Look for the word "CrossValidationResult". Copy every line of the listing where it occurs.
Segment Open
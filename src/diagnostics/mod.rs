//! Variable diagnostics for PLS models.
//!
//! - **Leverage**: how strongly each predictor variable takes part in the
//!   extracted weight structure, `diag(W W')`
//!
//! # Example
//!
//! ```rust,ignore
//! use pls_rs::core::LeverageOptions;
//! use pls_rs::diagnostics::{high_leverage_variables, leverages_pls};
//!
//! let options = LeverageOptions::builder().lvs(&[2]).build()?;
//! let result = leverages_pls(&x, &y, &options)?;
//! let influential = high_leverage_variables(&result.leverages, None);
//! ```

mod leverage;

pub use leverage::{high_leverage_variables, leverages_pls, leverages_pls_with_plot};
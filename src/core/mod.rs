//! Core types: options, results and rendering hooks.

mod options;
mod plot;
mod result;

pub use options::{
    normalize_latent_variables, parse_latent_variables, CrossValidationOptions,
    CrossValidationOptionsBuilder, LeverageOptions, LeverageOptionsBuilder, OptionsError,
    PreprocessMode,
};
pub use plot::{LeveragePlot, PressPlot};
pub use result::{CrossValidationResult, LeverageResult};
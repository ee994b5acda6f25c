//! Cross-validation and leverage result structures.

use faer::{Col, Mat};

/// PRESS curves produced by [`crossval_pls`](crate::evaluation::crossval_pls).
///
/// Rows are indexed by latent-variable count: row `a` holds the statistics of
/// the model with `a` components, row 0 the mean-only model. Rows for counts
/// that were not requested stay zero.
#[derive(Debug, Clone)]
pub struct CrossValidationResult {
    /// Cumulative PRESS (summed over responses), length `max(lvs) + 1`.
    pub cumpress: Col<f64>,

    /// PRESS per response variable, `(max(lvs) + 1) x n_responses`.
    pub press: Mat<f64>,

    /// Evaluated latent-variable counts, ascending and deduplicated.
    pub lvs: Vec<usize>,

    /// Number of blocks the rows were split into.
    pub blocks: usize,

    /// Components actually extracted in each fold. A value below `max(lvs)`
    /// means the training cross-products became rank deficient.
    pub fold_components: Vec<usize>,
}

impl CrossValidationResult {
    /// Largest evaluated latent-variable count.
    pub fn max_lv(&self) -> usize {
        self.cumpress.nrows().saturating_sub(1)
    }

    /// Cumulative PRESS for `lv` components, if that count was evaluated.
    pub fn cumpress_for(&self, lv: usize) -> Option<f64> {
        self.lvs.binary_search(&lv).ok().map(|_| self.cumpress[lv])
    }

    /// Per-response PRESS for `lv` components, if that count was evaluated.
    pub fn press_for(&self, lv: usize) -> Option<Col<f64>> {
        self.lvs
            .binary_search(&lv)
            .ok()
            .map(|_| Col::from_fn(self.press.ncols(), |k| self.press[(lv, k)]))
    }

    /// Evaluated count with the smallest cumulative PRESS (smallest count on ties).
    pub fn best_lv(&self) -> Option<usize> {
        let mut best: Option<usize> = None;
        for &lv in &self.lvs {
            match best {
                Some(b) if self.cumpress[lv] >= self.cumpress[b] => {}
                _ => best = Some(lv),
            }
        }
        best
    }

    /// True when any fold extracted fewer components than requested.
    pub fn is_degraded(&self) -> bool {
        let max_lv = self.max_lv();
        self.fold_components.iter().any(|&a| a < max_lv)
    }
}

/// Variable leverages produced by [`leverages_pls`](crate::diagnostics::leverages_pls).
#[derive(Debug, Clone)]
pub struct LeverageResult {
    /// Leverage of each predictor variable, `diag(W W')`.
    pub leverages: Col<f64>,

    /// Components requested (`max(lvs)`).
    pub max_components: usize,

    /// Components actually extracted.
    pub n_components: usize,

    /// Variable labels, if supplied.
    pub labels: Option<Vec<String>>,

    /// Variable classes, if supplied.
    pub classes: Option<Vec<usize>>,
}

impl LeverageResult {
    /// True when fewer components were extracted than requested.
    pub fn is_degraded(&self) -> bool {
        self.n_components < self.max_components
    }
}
Segment Closed
--- REPLY TO THE TASK ---
pub use result::{CrossValidationResult, LeverageResult};
pub struct CrossValidationResult {
impl CrossValidationResult {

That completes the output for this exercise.